- Born: Allen Samuel Bernstein September 25, 1972 (age 53) San Francisco, California, U.S.
- Education: University of California, Berkeley
- Sports commentary career
- Genre: Play-by-play
- Sport(s): Major League Baseball College football College basketball National Hockey League
- Employer: ESPN

= Roxy Bernstein =

American sportscaster

Allen Samuel "Roxy" Bernstein (born September 25, 1972) is an American sportscaster for ESPN

==Early life and career==
Bernstein was born in San Francisco and grew up on the Peninsula in the Bay Area.

After graduating from Pinewood School in Los Altos, California, Bernstein went on to the University of California, Berkeley and graduated with a degree in American Studies. While at Cal, Bernstein broadcast football, men's and women's basketball, and baseball and served as sports director of the student radio station, KALX (FM). Bernstein was hired by Cal at age 23 as the voice of Cal basketball after serving as the backup broadcaster and pregame and postgame host the previous season.

==Broadcasting stops==
As of 2012, Bernstein is a play-by-play broadcaster of college basketball, NHL and football for ESPN, the Pac-12 Network, and the Oakland Athletics, and is the former broadcast voice for the California Golden Bears men's basketball team on the IMG Sports/Cal Basketball Radio Network. Bernstein had held the Cal position since 1997 and also did national college football play-by-play on the Touchdown Radio Network with 1992 Heisman Trophy winner and College Football Hall of Fame member Gino Torretta. He has been a part-time broadcaster for the Oakland Athletics since 2014; a talk show host for KGMZ 95.7 FM The Game in San Francisco, formerly hosted noon to 3pm on Xtra Sports 860/Sports Byline (KTRB) in San Francisco with J.J. Stokes and Geoff Sheen; and host of The Randy Bennett Radio Show, a weekly broadcast featuring St. Mary's College of California men's basketball coach Randy Bennett. In the winter of 2008–2009, Bernstein was one of two finalists to become the next San Diego Padres television play-by-play announcer, but did not get the job. In August 2009, Bernstein was emcee of the opening ceremonies for the San Francisco Maccabi Games; Bernstein played in the games as a youth, 21 years earlier.

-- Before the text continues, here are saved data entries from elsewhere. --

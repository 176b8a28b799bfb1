//! Standalone JSON decoding middleware.
//!
//! A lighter sibling of the generic
//! [`DecodingMiddleware`](crate::stages::DecodingMiddleware): no method
//! gating, no context generation, and JSON syntax failures reject with
//! HTTP 400 instead of the messaging convention of HTTP 200. Both
//! variants are kept deliberately; which one a service mounts is a
//! deployment choice.

use crate::middleware::{BoxFuture, Middleware, Next};
use crate::types::{body_bytes, Request, RequestExt, Response, ResponseExt};
use hermes_core::ErrorEnvelope;
use http::StatusCode;

const SUPPORTED_CONTENT_TYPE: &str = "application/json";

/// Middleware that parses JSON request bodies into the parsed-body slot.
///
/// Requests with an empty body or a non-JSON content type are forwarded
/// untouched. A body that fails to parse rejects with
/// `{"status": "Bad request", "message": "Invalid JSON payload"}`.
#[derive(Debug, Clone)]
pub struct JsonDecodingMiddleware {
    reject_status: StatusCode,
}

impl JsonDecodingMiddleware {
    /// Creates the middleware with the default 400 rejection status.
    #[must_use]
    pub fn new() -> Self {
        Self {
            reject_status: StatusCode::BAD_REQUEST,
        }
    }

    /// Sets the HTTP status used on rejection responses.
    #[must_use]
    pub fn with_reject_status(mut self, status: StatusCode) -> Self {
        self.reject_status = status;
        self
    }
}

impl Default for JsonDecodingMiddleware {
    fn default() -> Self {
        Self::new()
    }
}

impl Middleware for JsonDecodingMiddleware {
    fn name(&self) -> &'static str {
        "json_decoding"
    }

    fn process<'a>(&'a self, request: Request, next: Next<'a>) -> BoxFuture<'a, Response> {
        Box::pin(async move {
            let bytes = body_bytes(&request).await;
            if bytes.is_empty() {
                return next.run(request).await;
            }

            if !request.content_type().contains(SUPPORTED_CONTENT_TYPE) {
                return next.run(request).await;
            }

            match serde_json::from_slice::<serde_json::Value>(&bytes) {
                Ok(value) => next.run(request.with_parsed_body(value)).await,
                Err(err) => {
                    tracing::error!(error = %err, "Invalid JSON payload");
                    Response::envelope(
                        self.reject_status,
                        &ErrorEnvelope::bad_request("Invalid JSON payload"),
                    )
                }
            }
        })
    }
}

#[cfg(test)]
mod tests {
    use super::*;
    use bytes::Bytes;
    use http_body_util::Full;
    use serde_json::json;
    use std::sync::atomic::{AtomicUsize, Ordering};
    use std::sync::{Arc, Mutex};

    fn request(content_type: Option<&str>, body: &str) -> Request {
        let mut builder = http::Request::builder().method("POST").uri("/hook");
        if let Some(content_type) = content_type {
            builder = builder.header("content-type", content_type);
        }
        builder
            .body(Full::new(Bytes::from(body.to_string())))
            .unwrap()
    }

    fn capturing_handler(
        calls: Arc<AtomicUsize>,
        parsed: Arc<Mutex<Option<serde_json::Value>>>,
    ) -> Next<'static> {
        Next::handler(move |req: Request| {
            Box::pin(async move {
                calls.fetch_add(1, Ordering::SeqCst);
                *parsed.lock().unwrap() = req.parsed_body().cloned();
                http::Response::builder()
                    .status(StatusCode::OK)
                    .body(Full::new(Bytes::new()))
                    .unwrap()
            })
        })
    }

    #[tokio::test]
    async fn test_empty_body_forwards_untouched() {
        let middleware = JsonDecodingMiddleware::new();
        let calls = Arc::new(AtomicUsize::new(0));
        let parsed = Arc::new(Mutex::new(None));

        let response = middleware
            .process(
                request(Some("application/json"), ""),
                capturing_handler(calls.clone(), parsed.clone()),
            )
            .await;

        assert_eq!(response.status(), StatusCode::OK);
        assert_eq!(calls.load(Ordering::SeqCst), 1);
        assert!(parsed.lock().unwrap().is_none());
    }

    #[tokio::test]
    async fn test_non_json_content_type_forwards_untouched() {
        let middleware = JsonDecodingMiddleware::new();
        let calls = Arc::new(AtomicUsize::new(0));
        let parsed = Arc::new(Mutex::new(None));

        middleware
            .process(
                request(Some("text/plain"), "plain text"),
                capturing_handler(calls.clone(), parsed.clone()),
            )
            .await;

        assert_eq!(calls.load(Ordering::SeqCst), 1);
        assert!(parsed.lock().unwrap().is_none());
    }

    #[tokio::test]
    async fn test_valid_json_is_attached() {
        let middleware = JsonDecodingMiddleware::new();
        let calls = Arc::new(AtomicUsize::new(0));
        let parsed = Arc::new(Mutex::new(None));

        middleware
            .process(
                request(Some("application/json"), r#"{"a": 1}"#),
                capturing_handler(calls.clone(), parsed.clone()),
            )
            .await;

        assert_eq!(parsed.lock().unwrap().as_ref(), Some(&json!({"a": 1})));
    }

    #[tokio::test]
    async fn test_malformed_json_rejects_with_400() {
        let middleware = JsonDecodingMiddleware::new();
        let calls = Arc::new(AtomicUsize::new(0));
        let parsed = Arc::new(Mutex::new(None));

        let response = middleware
            .process(
                request(Some("application/json"), "{:"),
                capturing_handler(calls.clone(), parsed),
            )
            .await;

        assert_eq!(response.status(), StatusCode::BAD_REQUEST);
        assert_eq!(calls.load(Ordering::SeqCst), 0);
    }

    #[test]
    fn test_middleware_name() {
        assert_eq!(JsonDecodingMiddleware::new().name(), "json_decoding");
    }
}
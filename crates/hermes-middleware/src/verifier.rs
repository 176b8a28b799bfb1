//! Shipped token verifier implementations.

use crate::middleware::BoxFuture;
use crate::stages::TokenVerifier;
use hermes_core::VerifyError;

/// Default Google tokeninfo endpoint.
pub const GOOGLE_TOKENINFO_ENDPOINT: &str = "https://oauth2.googleapis.com/tokeninfo";

/// Verifier that validates ID tokens against Google's tokeninfo
/// endpoint.
///
/// A token is considered valid when the endpoint answers with a success
/// status and, if an expected audience is configured, the `aud` claim
/// matches it. Transport failures surface as [`VerifyError`] so the
/// middleware can log the cause.
///
/// # Example
///
/// ```ignore
/// use hermes_middleware::verifier::GoogleTokenInfoVerifier;
///
/// let verifier = GoogleTokenInfoVerifier::new()
///     .with_audience("https://push.example.com/endpoint");
/// ```
#[derive(Debug, Clone, Default)]
pub struct GoogleTokenInfoVerifier {
    client: reqwest::Client,
    endpoint: Option<String>,
    expected_audience: Option<String>,
}

impl GoogleTokenInfoVerifier {
    /// Creates a verifier against the default Google endpoint.
    #[must_use]
    pub fn new() -> Self {
        Self::default()
    }

    /// Overrides the tokeninfo endpoint, e.g. for a local stub in
    /// integration environments.
    #[must_use]
    pub fn with_endpoint(mut self, endpoint: impl Into<String>) -> Self {
        self.endpoint = Some(endpoint.into());
        self
    }

    /// Requires the token's `aud` claim to equal the given audience.
    #[must_use]
    pub fn with_audience(mut self, audience: impl Into<String>) -> Self {
        self.expected_audience = Some(audience.into());
        self
    }

    fn endpoint(&self) -> &str {
        self.endpoint.as_deref().unwrap_or(GOOGLE_TOKENINFO_ENDPOINT)
    }
}

impl TokenVerifier for GoogleTokenInfoVerifier {
    fn verify<'a>(&'a self, token: &'a str) -> BoxFuture<'a, Result<bool, VerifyError>> {
        Box::pin(async move {
            let response = self
                .client
                .get(self.endpoint())
                .query(&[("id_token", token)])
                .send()
                .await
                .map_err(|err| VerifyError::with_source("tokeninfo request failed", err))?;

            if !response.status().is_success() {
                return Ok(false);
            }

            let claims: serde_json::Value = response.json().await.map_err(|err| {
                VerifyError::with_source("tokeninfo response is not valid JSON", err)
            })?;

            match &self.expected_audience {
                Some(expected) => Ok(claims
                    .get("aud")
                    .and_then(serde_json::Value::as_str)
                    .is_some_and(|aud| aud == expected)),
                None => Ok(true),
            }
        })
    }
}

#[cfg(test)]
mod tests {
    use super::*;

    #[test]
    fn test_default_endpoint() {
        let verifier = GoogleTokenInfoVerifier::new();
        assert_eq!(verifier.endpoint(), GOOGLE_TOKENINFO_ENDPOINT);
    }

    #[test]
    fn test_endpoint_override() {
        let verifier = GoogleTokenInfoVerifier::new().with_endpoint("http://127.0.0.1:9900/check");
        assert_eq!(verifier.endpoint(), "http://127.0.0.1:9900/check");
    }

    #[test]
    fn test_audience_configuration() {
        let verifier = GoogleTokenInfoVerifier::new().with_audience("https://push.example.com");
        assert_eq!(
            verifier.expected_audience.as_deref(),
            Some("https://push.example.com")
        );
    }
}
//! Request context generation.
//!
//! A [`ContextGenerator`] derives a flat [`Context`] map from a request,
//! used to correlate log lines with the message being processed.
//! Generators are pure with respect to the request: invoking one twice
//! yields the same context, so no per-request caching is needed and
//! generator values can be shared freely across concurrent requests.
//!
//! Middleware that use the context only for logging call
//! [`context_or_empty`], which degrades to an empty context on failure
//! instead of aborting the request.

use crate::middleware::BoxFuture;
use crate::types::{body_bytes, value_to_string, Request, RequestExt};
use hermes_core::{extract, Context, ContextError, DecodeError, PathSpec};
use indexmap::IndexMap;

/// The four attribute keys every push message envelope must carry.
const REQUIRED_ATTRIBUTES: [&str; 4] = ["eventType", "eventOccurredOn", "correlationId", "target"];

/// Capability for deriving a logging context from a request.
pub trait ContextGenerator: Send + Sync + 'static {
    /// Derives a context from the request.
    fn generate<'a>(&'a self, request: &'a Request) -> BoxFuture<'a, Result<Context, ContextError>>;
}

/// Generates the context best-effort: failures are logged and degraded
/// to an empty context.
pub async fn context_or_empty(generator: &dyn ContextGenerator, request: &Request) -> Context {
    match generator.generate(request).await {
        Ok(context) => context,
        Err(err) => {
            tracing::error!(
                error = %err,
                "Context generation failed, continuing with an empty context"
            );
            Context::new()
        }
    }
}

/// Generator that always yields an empty context.
///
/// Used as the default when no generator is configured.
#[derive(Debug, Clone, Copy, Default)]
pub struct EmptyContextGenerator;

impl ContextGenerator for EmptyContextGenerator {
    fn generate<'a>(&'a self, _request: &'a Request) -> BoxFuture<'a, Result<Context, ContextError>> {
        Box::pin(async { Ok(Context::new()) })
    }
}

/// Generator that reads `key=value` lines from a configured header.
///
/// Every value of the header is inspected in order: lines containing `=`
/// are split on the first occurrence into a keyed entry (last write wins
/// for repeated keys), other lines become positional entries.
#[derive(Debug, Clone)]
pub struct HeaderContextGenerator {
    header_name: String,
}

impl HeaderContextGenerator {
    /// Creates a generator reading the given header.
    #[must_use]
    pub fn new(header_name: impl Into<String>) -> Self {
        Self {
            header_name: header_name.into(),
        }
    }
}

impl ContextGenerator for HeaderContextGenerator {
    fn generate<'a>(&'a self, request: &'a Request) -> BoxFuture<'a, Result<Context, ContextError>> {
        Box::pin(async move {
            let mut context = Context::new();
            for line in request.header_values(&self.header_name) {
                match line.split_once('=') {
                    Some((key, value)) => context.set(key, value),
                    None => context.push(line),
                }
            }

            Ok(context)
        })
    }
}

/// Generator that reads the standard push message attribute envelope.
///
/// The request body must parse as JSON of the shape
/// `{"message": {"attributes": {...}}}` with all of `eventType`,
/// `eventOccurredOn`, `correlationId` and `target` present under the
/// attributes. The generated context uses the fixed output keys
/// `eventType`, `occurredOn`, `correlationId` and `target`.
///
/// Failures name the first missing key: `message`, then
/// `message.attributes`, then the aggregate of absent attribute keys.
/// The body read is non-destructive.
#[derive(Debug, Clone, Copy, Default)]
pub struct MessageAttributesContextGenerator;

impl ContextGenerator for MessageAttributesContextGenerator {
    fn generate<'a>(&'a self, request: &'a Request) -> BoxFuture<'a, Result<Context, ContextError>> {
        Box::pin(async move {
            let bytes = body_bytes(request).await;
            let decoded: serde_json::Value =
                serde_json::from_slice(&bytes).map_err(DecodeError::from)?;

            let message = decoded
                .as_object()
                .and_then(|map| map.get("message"))
                .ok_or_else(|| ContextError::MissingKey {
                    path: "message".to_string(),
                })?;

            let attributes = message
                .as_object()
                .and_then(|map| map.get("attributes"))
                .and_then(serde_json::Value::as_object)
                .ok_or_else(|| ContextError::MissingKey {
                    path: "message.attributes".to_string(),
                })?;

            let missing: Vec<String> = REQUIRED_ATTRIBUTES
                .iter()
                .filter(|key| !attributes.contains_key(**key))
                .map(ToString::to_string)
                .collect();
            if !missing.is_empty() {
                return Err(ContextError::MissingAttributes { keys: missing });
            }

            let mut context = Context::new();
            context.set("eventType", value_to_string(&attributes["eventType"]));
            context.set("occurredOn", value_to_string(&attributes["eventOccurredOn"]));
            context.set("correlationId", value_to_string(&attributes["correlationId"]));
            context.set("target", value_to_string(&attributes["target"]));

            Ok(context)
        })
    }
}

/// Where [`PayloadContextGenerator`] reads its payload from.
#[derive(Debug, Clone, Copy, PartialEq, Eq, Default)]
pub enum PayloadSource {
    /// The parsed body attached by decoding middleware.
    #[default]
    ParsedBody,
    /// The buffered request body, parsed as JSON on each invocation.
    RawBody,
}

/// Generator that maps configured dot-paths onto context keys.
///
/// Each entry of the configured mapping is extracted from the payload
/// independently. Any missing key fails the whole generation with a
/// single aggregate error naming the full configured path list; this is
/// deliberately coarser than the path extractor's own error.
#[derive(Debug, Clone)]
pub struct PayloadContextGenerator {
    mapping: IndexMap<String, PathSpec>,
    source: PayloadSource,
}

impl PayloadContextGenerator {
    /// Creates a generator reading the parsed-body slot.
    #[must_use]
    pub fn from_parsed_body(mapping: IndexMap<String, PathSpec>) -> Self {
        Self {
            mapping,
            source: PayloadSource::ParsedBody,
        }
    }

    /// Creates a generator parsing the buffered body as JSON.
    #[must_use]
    pub fn from_raw_body(mapping: IndexMap<String, PathSpec>) -> Self {
        Self {
            mapping,
            source: PayloadSource::RawBody,
        }
    }

    fn configured_paths(&self) -> Vec<String> {
        self.mapping.values().map(ToString::to_string).collect()
    }
}

impl ContextGenerator for PayloadContextGenerator {
    fn generate<'a>(&'a self, request: &'a Request) -> BoxFuture<'a, Result<Context, ContextError>> {
        Box::pin(async move {
            let payload: serde_json::Value = match self.source {
                PayloadSource::ParsedBody => request
                    .parsed_body()
                    .cloned()
                    .unwrap_or(serde_json::Value::Null),
                PayloadSource::RawBody => {
                    serde_json::from_slice(&body_bytes(request).await).map_err(DecodeError::from)?
                }
            };

            let mut context = Context::new();
            for (output_key, path) in &self.mapping {
                match extract(&payload, path) {
                    Ok(value) => context.set(output_key.clone(), value_to_string(value)),
                    Err(_) => {
                        return Err(ContextError::StructureNotFound {
                            paths: self.configured_paths(),
                        })
                    }
                }
            }

            Ok(context)
        })
    }
}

Bernstein spent three years as a broadcaster with the Florida Marlins (2005–2007), teaming with 2011 Ford C. Frick Award Winner Dave Van Horne, but left the Marlins to return to the Bay Area full-time. Prior to his stint with the Marlins, Bernstein called games for the San Francisco Giants and Montreal Expos in Major League Baseball. He also worked for numerous minor league baseball clubs, including the Sonoma County Crushers, Solano Steelheads, High Desert Mavericks, and Tacoma Rainiers. Bernstein has shown his versatility by providing play-by-play for the San Jose Sharks, California Golden Bears football, San Francisco Demons, Oakland Athletics, ESPN Radio, NHL Radio, Westwood One, and the NFL on Sports USA Radio Network, as well as numerous events on television for Fox Sports Net and Comcast Sports Net.

Bernstein announced for the final game of the Pac-12 Network. Bernstein announced more than 300 games with Bill Walton prior to Walton's death from cancer in 2024.